Work required
Every line of the records that holds the word "filtered" should be copied out.

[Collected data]
//! List command - show cached updates

use crate::cli::args::{ListArgs, OutputFormat};
use crate::config::Config;
use crate::controller::UpdatesController;
use crate::error::BundleCacheResult;
use crate::model::Update;
use console::style;

/// Execute the list command
pub async fn execute(args: ListArgs, config: &Config) -> BundleCacheResult<()> {
    let controller = UpdatesController::open(config).await?;
    let updates = controller.catalog().all_updates().await?;
    controller.close().await;

    let threshold = config.launch.failed_launch_threshold;
    let filtered: Vec<Update> = if args.failed {
        updates
            .into_iter()
            .filter(|u| u.failed_launch_count > 0)
            .collect()
    } else {
        updates
    };

    if filtered.is_empty() {
        match args.format {
            OutputFormat::Json => println!("[]"),
            OutputFormat::Plain => {}
            OutputFormat::Table => println!("No cached updates"),
        }
        return Ok(());
    }

    match args.format {
        OutputFormat::Table => print_table(&filtered, threshold),
        OutputFormat::Json => print_json(&filtered)?,
        OutputFormat::Plain => print_plain(&filtered),
    }

    Ok(())
}

fn print_table(updates: &[Update], threshold: u32) {
    println!(
        "{:<38} {:<12} {:<10} {:<18} {:<9} {:<10}",
        style("ID").bold(),
        style("SCOPE").bold(),
        style("RUNTIME").bold(),
        style("COMMITTED").bold(),
        style("LAUNCHES").bold(),
        style("STATE").bold()
    );
    println!("{}", "-".repeat(100));

    for update in updates {
        let state = if update.is_rolled_back(threshold) {
            style("rolled back").red()
        } else if update.is_ready {
            style("ready").green()
        } else {
            style("pending").yellow()
        };
        let launches = format!(
            "{}/{}",
            update.successful_launch_count, update.failed_launch_count
        );

        println!(
            "{:<38} {:<12} {:<10} {:<18} {:<9} {:<10}",
            update.id,
            update.scope_key,
            update.runtime_version,
            update.commit_time.format("%Y-%m-%d %H:%M"),
            launches,
            state
        );
    }

    println!();
    println!("{} update(s)", updates.len());
}

fn print_json(updates: &[Update]) -> BundleCacheResult<()> {
    let json = serde_json::to_string_pretty(updates)?;
    println!("{}", json);
    Ok(())
}

fn print_plain(updates: &[Update]) {
    for update in updates {
        println!("{}", update.id);
    }
}
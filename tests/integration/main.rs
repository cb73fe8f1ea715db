//! Integration tests for bundlecache

use std::path::Path;
use uuid::Uuid;

/// Write an embedded bundle under `dir` and return its update id
fn write_embedded(dir: &Path) -> Uuid {
    let id = Uuid::from_u128(0xE3BE_DDED);
    std::fs::create_dir_all(dir).unwrap();
    let manifest = serde_json::json!({
        "id": id,
        "commitTime": "2024-01-01T00:00:00Z",
        "runtimeVersion": "1.0",
        "launchAsset": "app.bundle",
        "assets": []
    });
    std::fs::write(dir.join("manifest.json"), manifest.to_string()).unwrap();
    std::fs::write(dir.join("app.bundle"), b"embedded bundle").unwrap();
    id
}

mod cli_tests {
    use super::write_embedded;
    use assert_cmd::{cargo::cargo_bin_cmd, Command};
    use predicates::prelude::*;
    use std::path::PathBuf;
    use tempfile::TempDir;

    fn bundlecache() -> Command {
        let mut cmd = cargo_bin_cmd!("bundlecache");
        cmd.env_remove("BUNDLECACHE_ROOT").env_remove("RUST_LOG");
        cmd
    }

    /// Config file pointing the cache root at a temp dir
    fn sandbox() -> (TempDir, PathBuf) {
        let dir = TempDir::new().unwrap();
        let config_path = dir.path().join("config.toml");
        let config = format!(
            "[storage]\nroot = {:?}\n\n[launch]\nscope_key = \"app\"\nruntime_version = \"1.0\"\n",
            dir.path().join("cache").display().to_string()
        );
        std::fs::write(&config_path, config).unwrap();
        (dir, config_path)
    }

    #[test]
    fn help_displays() {
        bundlecache()
            .arg("--help")
            .assert()
            .success()
            .stdout(predicate::str::contains("launch selection and asset cache"));
    }

    #[test]
    fn version_displays() {
        bundlecache()
            .arg("--version")
            .assert()
            .success()
            .stdout(predicate::str::contains("bundlecache"));
    }

    #[test]
    fn list_empty() {
        let (_dir, config) = sandbox();
        bundlecache()
            .arg("--config")
            .arg(&config)
            .arg("list")
            .assert()
            .success()
            .stdout(predicate::str::contains("No cached updates"));
    }

    #[test]
    fn list_empty_json() {
        let (_dir, config) = sandbox();
        bundlecache()
            .arg("--config")
            .arg(&config)
            .args(["list", "--format", "json"])
            .assert()
            .success()
            .stdout(predicate::str::contains("[]"));
    }

    #[test]
    fn select_falls_back_to_embedded() {
        let (dir, config) = sandbox();
        write_embedded(&dir.path().join("cache").join("embedded"));

        bundlecache()
            .arg("--config")
            .arg(&config)
            .args(["select", "--format", "plain"])
            .assert()
            .success()
            .stdout(predicate::str::contains("app.bundle"));
    }

    #[test]
    fn select_without_embedded_bundle_fails() {
        let (_dir, config) = sandbox();
        bundlecache()
            .arg("--config")
            .arg(&config)
            .arg("select")
            .assert()
            .failure()
            .stderr(predicate::str::contains("No bootable update found"));
    }

    #[test]
    fn report_unknown_update() {
        let (_dir, config) = sandbox();
        bundlecache()
            .arg("--config")
            .arg(&config)
            .args(["report", "00000000-0000-0000-0000-000000000001", "--failure"])
            .assert()
            .failure()
            .stderr(predicate::str::contains("Update not found"));
    }

    #[test]
    fn report_requires_outcome_flag() {
        bundlecache()
            .args(["report", "00000000-0000-0000-0000-000000000001"])
            .assert()
            .failure();
    }

    #[test]
    fn sweep_empty_cache() {
        let (_dir, config) = sandbox();
        bundlecache()
            .arg("--config")
            .arg(&config)
            .args(["sweep", "--window-days", "0"])
            .assert()
            .success()
            .stdout(predicate::str::contains("Nothing to remove"));
    }

    #[test]
    fn status_runs() {
        let (dir, config) = sandbox();
        write_embedded(&dir.path().join("cache").join("embedded"));

        bundlecache()
            .arg("--config")
            .arg(&config)
            .arg("status")
            .assert()
            .success()
            .stdout(predicate::str::contains("0 update(s)"));
    }

    #[test]
    fn config_path() {
        let (_dir, config) = sandbox();
        bundlecache()
            .arg("--config")
            .arg(&config)
            .args(["config", "path"])
            .assert()
            .success()
            .stdout(predicate::str::contains("config.toml"));
    }

    #[test]
    fn config_show() {
        let (_dir, config) = sandbox();
        bundlecache()
            .arg("--config")
            .arg(&config)
            .args(["config", "show"])
            .assert()
            .success()
            .stdout(predicate::str::contains("[retention]"));
    }

    #[test]
    fn invalid_config_is_reported() {
        let dir = TempDir::new().unwrap();
        let config = dir.path().join("config.toml");
        std::fs::write(&config, "[launch\n").unwrap();

        bundlecache()
            .arg("--config")
            .arg(&config)
            .arg("list")
            .assert()
            .failure()
            .stderr(predicate::str::contains("Invalid configuration"));
    }
}

mod launch_tests {
    use super::write_embedded;
    use bundlecache::config::Config;
    use bundlecache::launch::FallbackReason;
    use bundlecache::model::{Asset, NewAsset, NewUpdate};
    use bundlecache::store::{sha256_hex, InMemorySource};
    use bundlecache::{BundleCacheError, LaunchSelection, UpdatesController};
    use bytes::Bytes;
    use chrono::{Duration, TimeZone, Utc};
    use std::sync::Arc;
    use tempfile::TempDir;
    use uuid::Uuid;

    fn config_for(dir: &TempDir) -> Config {
        let mut config = Config::default();
        config.storage.root = Some(dir.path().to_path_buf());
        config.launch.scope_key = "app".to_string();
        config.launch.runtime_version = "1.0".to_string();
        config
    }

    async fn open(dir: &TempDir) -> UpdatesController {
        write_embedded(&dir.path().join("embedded"));
        UpdatesController::open(&config_for(dir)).await.unwrap()
    }

    /// Download an asset into the store, returning its key
    async fn download(controller: &UpdatesController, content: &'static [u8]) -> String {
        let key = sha256_hex(content);
        let asset = Asset {
            key: key.clone(),
            relative_path: key.clone(),
            expected_hash: None,
            content_type: None,
            embedded_filename: None,
            download_time: Utc::now(),
            is_launch_asset: false,
        };
        controller
            .store()
            .materialize(&asset, &InMemorySource(Bytes::from_static(content)))
            .await
            .unwrap();
        key
    }

    fn update(commit_secs: i64) -> NewUpdate {
        NewUpdate::new(
            Uuid::new_v4(),
            "app",
            Utc.timestamp_opt(commit_secs, 0).unwrap(),
            "1.0",
        )
    }

    fn cached_id(selection: &LaunchSelection) -> Option<Uuid> {
        match selection {
            LaunchSelection::Cached { update, .. } => Some(update.id),
            LaunchSelection::Embedded { .. } => None,
        }
    }

    #[tokio::test]
    async fn newest_complete_update_wins() {
        let dir = TempDir::new().unwrap();
        let controller = open(&dir).await;
        let x = download(&controller, b"bundle x").await;
        let y = download(&controller, b"image y").await;
        let z = sha256_hex(b"image z, never downloaded");

        let long_ago = Utc.timestamp_opt(5, 0).unwrap();
        let a = update(1_000).accessed_at(long_ago);
        let b = update(2_000);
        controller
            .commit_update(a.clone(), vec![NewAsset::new(&x), NewAsset::new(&y)], &x)
            .await
            .unwrap();
        controller
            .commit_update(b.clone(), vec![NewAsset::new(&x), NewAsset::new(&z)], &x)
            .await
            .unwrap();

        let selection = controller.select_update_for_launch("app", "1.0").await.unwrap();
        assert_eq!(cached_id(&selection), Some(a.id));
        assert_eq!(
            selection.launch_asset_path(),
            controller.store().root().join(&x)
        );
        assert_eq!(controller.launched_update(), Some(a.id));

        let stamped = controller.catalog().update(a.id).await.unwrap().unwrap();
        assert!(stamped.last_accessed > long_ago);
        let broken = controller.catalog().update(b.id).await.unwrap().unwrap();
        assert!(!broken.is_ready);
    }

    #[tokio::test]
    async fn crash_rolls_back_until_reset() {
        let dir = TempDir::new().unwrap();
        let controller = open(&dir).await;
        let x = download(&controller, b"bundle x").await;
        let u = update(1_000);
        controller
            .commit_update(u.clone(), vec![NewAsset::new(&x)], &x)
            .await
            .unwrap();

        let first = controller.select_update_for_launch("app", "1.0").await.unwrap();
        assert_eq!(cached_id(&first), Some(u.id));

        controller.report_launch_outcome(u.id, false).await.unwrap();
        let second = controller.select_update_for_launch("app", "1.0").await.unwrap();
        assert!(matches!(
            second,
            LaunchSelection::Embedded {
                reason: FallbackReason::NoCandidates,
                ..
            }
        ));
        assert_eq!(
            controller.catalog().recent_failed_launches(10).await.unwrap(),
            vec![u.id]
        );

        controller.reset_launch_failures(u.id).await.unwrap();
        let third = controller.select_update_for_launch("app", "1.0").await.unwrap();
        assert_eq!(cached_id(&third), Some(u.id));
    }

    #[tokio::test]
    async fn sweep_keeps_the_launched_update() {
        let dir = TempDir::new().unwrap();
        let controller = open(&dir).await;
        let shared = download(&controller, b"shared bundle").await;
        let stale_only = download(&controller, b"stale image").await;

        let stale = update(1_000).accessed_at(Utc::now() - Duration::days(90));
        let current = update(2_000).accessed_at(Utc::now() - Duration::days(90));
        controller
            .commit_update(
                stale.clone(),
                vec![NewAsset::new(&shared), NewAsset::new(&stale_only)],
                &shared,
            )
            .await
            .unwrap();
        controller
            .commit_update(current.clone(), vec![NewAsset::new(&shared)], &shared)
            .await
            .unwrap();

        let selection = controller.select_update_for_launch("app", "1.0").await.unwrap();
        assert_eq!(cached_id(&selection), Some(current.id));

        let report = controller.sweep_protecting(Duration::zero(), None).await.unwrap();
        assert_eq!(report.deleted_updates, vec![stale.id]);
        assert_eq!(report.removed_files, 1);
        assert!(controller.catalog().update(current.id).await.unwrap().is_some());
        assert!(controller.store().root().join(&shared).exists());
        assert!(!controller.store().root().join(&stale_only).exists());
    }

    #[tokio::test(flavor = "multi_thread", worker_threads = 2)]
    async fn sweep_racing_a_launch_never_deletes_the_selection() {
        for _ in 0..50 {
            let dir = TempDir::new().unwrap();
            let controller = Arc::new(open(&dir).await);
            let x = download(&controller, b"bundle x").await;
            controller
                .commit_update(update(1_000), vec![NewAsset::new(&x)], &x)
                .await
                .unwrap();

            let launching = controller.clone();
            let launch = tokio::spawn(async move {
                launching.select_update_for_launch("app", "1.0").await
            });
            let sweeping = controller.clone();
            let sweep = tokio::spawn(async move {
                sweeping.sweep_protecting(Duration::zero(), None).await
            });

            let selection = launch.await.unwrap().unwrap();
            sweep.await.unwrap().unwrap();

            if let Some(id) = cached_id(&selection) {
                assert!(controller.catalog().update(id).await.unwrap().is_some());
                assert!(selection.launch_asset_path().exists());
                assert_eq!(controller.launched_update(), Some(id));
            }
            controller.close().await;
        }
    }

    #[tokio::test]
    async fn commit_rejects_unknown_launch_asset() {
        let dir = TempDir::new().unwrap();
        let controller = open(&dir).await;
        let x = download(&controller, b"bundle x").await;

        let err = controller
            .commit_update(update(1_000), vec![NewAsset::new(&x)], "not-there")
            .await
            .unwrap_err();
        assert!(err.is_contract_violation());
    }

    #[tokio::test]
    async fn duplicate_commit_conflicts() {
        let dir = TempDir::new().unwrap();
        let controller = open(&dir).await;
        let x = download(&controller, b"bundle x").await;
        let u = update(1_000);

        controller
            .commit_update(u.clone(), vec![NewAsset::new(&x)], &x)
            .await
            .unwrap();
        let err = controller
            .commit_update(u.clone(), vec![NewAsset::new(&x)], &x)
            .await
            .unwrap_err();
        assert!(matches!(err, BundleCacheError::Conflict(id) if id == u.id));
    }

    #[tokio::test]
    async fn other_runtime_is_never_selected() {
        let dir = TempDir::new().unwrap();
        let controller = open(&dir).await;
        let x = download(&controller, b"bundle x").await;
        let u = NewUpdate::new(Uuid::new_v4(), "app", Utc::now(), "2.0");
        controller
            .commit_update(u, vec![NewAsset::new(&x)], &x)
            .await
            .unwrap();

        let selection = controller.select_update_for_launch("app", "1.0").await.unwrap();
        assert!(selection.is_embedded());
    }

    #[tokio::test]
    async fn missing_embedded_bundle_is_fatal() {
        let dir = TempDir::new().unwrap();
        let controller = UpdatesController::open(&config_for(&dir)).await.unwrap();

        let err = controller
            .select_update_for_launch("app", "1.0")
            .await
            .unwrap_err();
        assert!(matches!(err, BundleCacheError::Fatal(_)));
    }

    #[tokio::test]
    async fn short_circuit_launches_embedded() {
        let dir = TempDir::new().unwrap();
        let controller = open(&dir).await;
        let x = download(&controller, b"bundle x").await;
        controller
            .commit_update(update(1_000), vec![NewAsset::new(&x)], &x)
            .await
            .unwrap();

        controller.short_circuit().trigger();
        let selection = controller.select_update_for_launch("app", "1.0").await.unwrap();
        assert!(matches!(
            selection,
            LaunchSelection::Embedded {
                reason: FallbackReason::ShortCircuit,
                ..
            }
        ));
        assert_eq!(controller.launched_update(), Some(selection.update_id()));
    }
}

Task output
    let filtered: Vec<Update> = if args.failed {
    if filtered.is_empty() {
        OutputFormat::Table => print_table(&filtered, threshold),
        OutputFormat::Json => print_json(&filtered)?,
        OutputFormat::Plain => print_plain(&filtered),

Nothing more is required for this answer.